[Problem description]
Repeat exactly the lines from the start of the entries below through the line containing "pub trait ConfigurationCodec<C>". Omit the rest.

Collected data entries
----------------------------------------
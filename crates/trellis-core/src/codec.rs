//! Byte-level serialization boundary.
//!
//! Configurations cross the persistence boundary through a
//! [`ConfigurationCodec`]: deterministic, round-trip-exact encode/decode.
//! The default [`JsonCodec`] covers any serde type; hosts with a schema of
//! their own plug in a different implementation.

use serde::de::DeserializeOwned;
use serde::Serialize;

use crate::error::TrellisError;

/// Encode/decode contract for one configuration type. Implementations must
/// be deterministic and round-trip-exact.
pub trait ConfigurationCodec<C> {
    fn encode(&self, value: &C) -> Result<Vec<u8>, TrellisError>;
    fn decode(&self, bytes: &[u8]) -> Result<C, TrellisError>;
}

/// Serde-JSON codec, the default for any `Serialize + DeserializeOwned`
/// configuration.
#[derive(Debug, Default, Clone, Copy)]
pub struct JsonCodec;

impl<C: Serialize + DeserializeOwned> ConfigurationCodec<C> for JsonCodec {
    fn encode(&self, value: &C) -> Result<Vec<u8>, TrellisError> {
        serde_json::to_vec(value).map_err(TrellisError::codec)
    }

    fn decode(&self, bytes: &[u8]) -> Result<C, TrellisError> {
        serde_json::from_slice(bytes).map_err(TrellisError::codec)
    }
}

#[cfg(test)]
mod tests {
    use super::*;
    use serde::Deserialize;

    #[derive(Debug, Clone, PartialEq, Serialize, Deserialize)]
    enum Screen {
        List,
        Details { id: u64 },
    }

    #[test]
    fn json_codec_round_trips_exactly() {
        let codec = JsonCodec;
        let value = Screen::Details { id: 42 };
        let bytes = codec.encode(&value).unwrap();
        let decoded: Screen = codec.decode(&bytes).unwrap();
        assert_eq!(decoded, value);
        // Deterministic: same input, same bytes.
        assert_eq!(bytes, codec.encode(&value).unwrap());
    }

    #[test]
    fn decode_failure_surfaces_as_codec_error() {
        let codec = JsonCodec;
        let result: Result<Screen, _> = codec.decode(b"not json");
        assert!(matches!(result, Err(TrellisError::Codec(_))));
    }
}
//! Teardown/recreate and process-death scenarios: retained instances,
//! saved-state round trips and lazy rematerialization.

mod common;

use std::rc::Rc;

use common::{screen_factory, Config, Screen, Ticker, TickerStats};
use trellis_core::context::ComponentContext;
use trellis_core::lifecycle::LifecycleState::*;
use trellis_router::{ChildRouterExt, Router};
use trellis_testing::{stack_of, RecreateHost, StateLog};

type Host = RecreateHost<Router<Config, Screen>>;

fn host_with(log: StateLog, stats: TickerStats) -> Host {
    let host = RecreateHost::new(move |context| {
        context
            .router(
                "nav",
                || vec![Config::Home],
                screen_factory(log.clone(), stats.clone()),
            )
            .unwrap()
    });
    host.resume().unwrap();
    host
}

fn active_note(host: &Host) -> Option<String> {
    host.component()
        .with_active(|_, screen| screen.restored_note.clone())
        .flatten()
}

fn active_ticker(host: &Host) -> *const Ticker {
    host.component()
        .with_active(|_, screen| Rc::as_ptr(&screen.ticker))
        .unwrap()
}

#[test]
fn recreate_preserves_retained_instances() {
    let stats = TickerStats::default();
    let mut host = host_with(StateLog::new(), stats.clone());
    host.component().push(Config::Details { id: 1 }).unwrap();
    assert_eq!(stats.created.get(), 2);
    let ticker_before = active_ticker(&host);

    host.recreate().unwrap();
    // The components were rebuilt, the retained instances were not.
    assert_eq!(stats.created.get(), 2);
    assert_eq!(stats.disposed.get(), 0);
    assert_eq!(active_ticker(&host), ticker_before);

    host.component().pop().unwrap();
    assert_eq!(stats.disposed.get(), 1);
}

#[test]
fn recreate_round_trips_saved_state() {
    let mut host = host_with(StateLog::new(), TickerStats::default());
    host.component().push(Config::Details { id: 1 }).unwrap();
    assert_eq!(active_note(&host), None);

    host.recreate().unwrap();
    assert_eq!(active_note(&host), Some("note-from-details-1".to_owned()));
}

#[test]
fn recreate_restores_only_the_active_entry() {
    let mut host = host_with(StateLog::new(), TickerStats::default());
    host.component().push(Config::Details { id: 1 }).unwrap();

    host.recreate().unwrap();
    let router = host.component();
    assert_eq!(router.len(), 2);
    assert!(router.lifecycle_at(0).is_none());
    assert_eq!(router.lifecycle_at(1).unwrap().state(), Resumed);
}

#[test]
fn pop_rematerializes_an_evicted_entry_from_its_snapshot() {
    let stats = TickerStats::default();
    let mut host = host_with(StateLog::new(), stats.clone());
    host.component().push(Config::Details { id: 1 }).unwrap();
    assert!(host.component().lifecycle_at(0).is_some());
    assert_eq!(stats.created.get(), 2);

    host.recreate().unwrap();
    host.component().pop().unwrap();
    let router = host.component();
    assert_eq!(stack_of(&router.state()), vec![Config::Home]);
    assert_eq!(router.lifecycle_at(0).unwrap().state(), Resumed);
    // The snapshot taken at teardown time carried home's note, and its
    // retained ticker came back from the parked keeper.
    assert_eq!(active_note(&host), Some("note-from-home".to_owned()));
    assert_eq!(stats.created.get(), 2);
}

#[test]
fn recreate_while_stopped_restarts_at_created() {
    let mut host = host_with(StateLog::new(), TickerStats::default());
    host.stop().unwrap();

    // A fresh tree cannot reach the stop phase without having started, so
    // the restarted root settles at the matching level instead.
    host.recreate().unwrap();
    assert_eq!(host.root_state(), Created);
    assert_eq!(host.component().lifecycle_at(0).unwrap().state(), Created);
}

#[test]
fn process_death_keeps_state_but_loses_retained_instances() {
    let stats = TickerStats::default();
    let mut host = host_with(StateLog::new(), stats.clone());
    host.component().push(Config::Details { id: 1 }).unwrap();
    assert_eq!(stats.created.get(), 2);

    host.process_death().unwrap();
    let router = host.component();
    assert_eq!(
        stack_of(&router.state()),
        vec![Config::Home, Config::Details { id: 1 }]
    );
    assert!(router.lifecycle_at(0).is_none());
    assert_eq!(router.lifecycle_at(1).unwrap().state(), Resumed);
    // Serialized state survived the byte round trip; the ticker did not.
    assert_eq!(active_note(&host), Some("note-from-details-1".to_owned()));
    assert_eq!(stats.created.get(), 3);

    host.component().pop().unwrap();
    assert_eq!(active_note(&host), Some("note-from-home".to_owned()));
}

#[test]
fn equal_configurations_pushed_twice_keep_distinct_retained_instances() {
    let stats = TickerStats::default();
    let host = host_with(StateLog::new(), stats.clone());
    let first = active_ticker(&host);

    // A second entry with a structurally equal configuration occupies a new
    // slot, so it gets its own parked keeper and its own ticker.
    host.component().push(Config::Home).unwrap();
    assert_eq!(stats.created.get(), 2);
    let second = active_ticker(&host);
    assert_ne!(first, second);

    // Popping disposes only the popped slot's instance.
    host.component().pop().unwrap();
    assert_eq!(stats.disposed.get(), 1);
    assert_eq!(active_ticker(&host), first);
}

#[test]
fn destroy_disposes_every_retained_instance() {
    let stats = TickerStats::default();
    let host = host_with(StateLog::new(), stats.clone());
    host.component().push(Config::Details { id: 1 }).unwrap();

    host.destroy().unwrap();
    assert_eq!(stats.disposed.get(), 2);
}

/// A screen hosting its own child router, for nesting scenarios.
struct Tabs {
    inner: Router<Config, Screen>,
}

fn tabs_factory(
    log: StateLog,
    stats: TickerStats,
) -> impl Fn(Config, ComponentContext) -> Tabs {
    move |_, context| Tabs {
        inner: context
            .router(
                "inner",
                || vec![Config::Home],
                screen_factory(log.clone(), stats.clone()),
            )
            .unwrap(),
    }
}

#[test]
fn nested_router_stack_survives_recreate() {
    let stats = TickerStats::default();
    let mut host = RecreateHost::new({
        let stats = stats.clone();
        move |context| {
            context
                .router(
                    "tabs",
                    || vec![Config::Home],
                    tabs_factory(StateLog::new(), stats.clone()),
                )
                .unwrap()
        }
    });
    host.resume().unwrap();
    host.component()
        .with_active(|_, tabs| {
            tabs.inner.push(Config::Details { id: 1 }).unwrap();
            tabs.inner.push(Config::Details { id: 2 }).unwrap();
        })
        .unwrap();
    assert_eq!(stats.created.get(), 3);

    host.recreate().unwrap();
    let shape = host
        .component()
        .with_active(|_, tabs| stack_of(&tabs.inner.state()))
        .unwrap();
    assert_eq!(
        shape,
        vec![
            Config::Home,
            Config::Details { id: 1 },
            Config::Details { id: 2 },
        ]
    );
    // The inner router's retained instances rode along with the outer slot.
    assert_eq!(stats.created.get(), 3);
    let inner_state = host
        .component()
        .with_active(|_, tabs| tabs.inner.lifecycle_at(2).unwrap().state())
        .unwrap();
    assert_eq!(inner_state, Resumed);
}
----------------------------------------
[Completed task]
filename crates/trellis-core/src/codec.rs
//! Byte-level serialization boundary.
//!
//! Configurations cross the persistence boundary through a
//! [`ConfigurationCodec`]: deterministic, round-trip-exact encode/decode.
//! The default [`JsonCodec`] covers any serde type; hosts with a schema of
//! their own plug in a different implementation.

use serde::de::DeserializeOwned;
use serde::Serialize;

use crate::error::TrellisError;

/// Encode/decode contract for one configuration type. Implementations must
/// be deterministic and round-trip-exact.
pub trait ConfigurationCodec<C> {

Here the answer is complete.